Justice is an essential component of democracy. Trump’s decision to recognise the whole of Jerusalem as the capital of Israel was a blow to global justice and a contempt of international law and moral principles.
Though he is presiding over the most buoyant economic conditions of any recent US president in his first year, his popularity is plummeting. To prop up his popularity, he apparently feels he needs to placate the rightwing vote base, to whom international democracy erosion is a non-issue.
Since Trump is not speaking against oppression, 2018 will not be a year of democracy, freedom and global justice.
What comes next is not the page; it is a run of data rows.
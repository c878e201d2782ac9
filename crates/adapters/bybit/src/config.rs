// -------------------------------------------------------------------------------------------------
//  Copyright (C) 2015-2025 Nautech Systems Pty Ltd. All rights reserved.
//  https://nautechsystems.io
//
//  Licensed under the GNU Lesser General Public License Version 3.0 (the "License");
//  You may not use this file except in compliance with the License.
//  You may obtain a copy of the License at https://www.gnu.org/licenses/lgpl-3.0.en.html
//
//  Unless required by applicable law or agreed to in writing, software
//  distributed under the License is distributed on an "AS IS" BASIS,
//  WITHOUT WARRANTIES OR CONDITIONS OF ANY KIND, either express or implied.
//  See the License for the specific language governing permissions and
//  limitations under the License.
// -------------------------------------------------------------------------------------------------


//! Configuration for the Bybit HTTP client.

use std::fmt::Debug;

use kestrel_rest::{Credential, RestClientConfig};

use crate::common::{
    consts::{BYBIT_API_KEY_VAR, BYBIT_API_SECRET_VAR, BYBIT_DEFAULT_RECV_WINDOW_MS},
    enums::BybitEnvironment,
    urls::bybit_http_base_url,
};

/// Configuration for [`crate::http::client::BybitHttpClient`].
#[derive(Clone)]
pub struct BybitHttpConfig {
    /// API key; falls back to `BYBIT_API_KEY` when unset.
    pub api_key: Option<String>,
    /// API secret; falls back to `BYBIT_API_SECRET` when unset.
    pub api_secret: Option<String>,
    /// The Bybit environment to connect to.
    pub environment: BybitEnvironment,
    /// Receive window sent with authenticated requests.
    pub recv_window_ms: u64,
    /// Transport and retry settings.
    pub rest: RestClientConfig,
}

impl Default for BybitHttpConfig {
    fn default() -> Self {
        Self {
            api_key: None,
            api_secret: None,
            environment: BybitEnvironment::Mainnet,
            recv_window_ms: BYBIT_DEFAULT_RECV_WINDOW_MS,
            rest: RestClientConfig::default(),
        }
    }
}

impl Debug for BybitHttpConfig {
    fn fmt(&self, f: &mut std::fmt::Formatter<'_>) -> std::fmt::Result {
        f.debug_struct("BybitHttpConfig")
            .field("api_key", &self.api_key)
            .field("api_secret", &self.api_secret.as_ref().map(|_| "<redacted>"))
            .field("environment", &self.environment)
            .field("recv_window_ms", &self.recv_window_ms)
            .field("rest", &self.rest)
            .finish()
    }
}

impl BybitHttpConfig {
    /// Creates a new configuration with default settings.
    #[must_use]
    pub fn new() -> Self {
        Self::default()
    }

    /// Returns the HTTP base URL, respecting the environment and overrides.
    #[must_use]
    pub fn http_url(&self) -> String {
        self.rest
            .base_url_or(bybit_http_base_url(self.environment))
    }

    /// Resolves the credential from the configured values or the environment.
    #[must_use]
    pub fn credential(&self) -> Option<Credential> {
        Credential::resolve(
            self.api_key.clone(),
            self.api_secret.clone(),
            BYBIT_API_KEY_VAR,
            BYBIT_API_SECRET_VAR,
        )
    }
}

////////////////////////////////////////////////////////////////////////////////
// Tests
////////////////////////////////////////////////////////////////////////////////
The United States’ withdrawal from the global democracy struggle takes place at a time when China and Russia – countries which give an autocratic interpretation to democracy — are emerging as alternative power centres. Whatever criticism of the US foreign policy in the past, democracy campaigners have looked to the US for support. Where can they turn to when democracy is under threat? The bigger question is: Whither democracy, freedom, human rights and liberal values in a China-led future world order?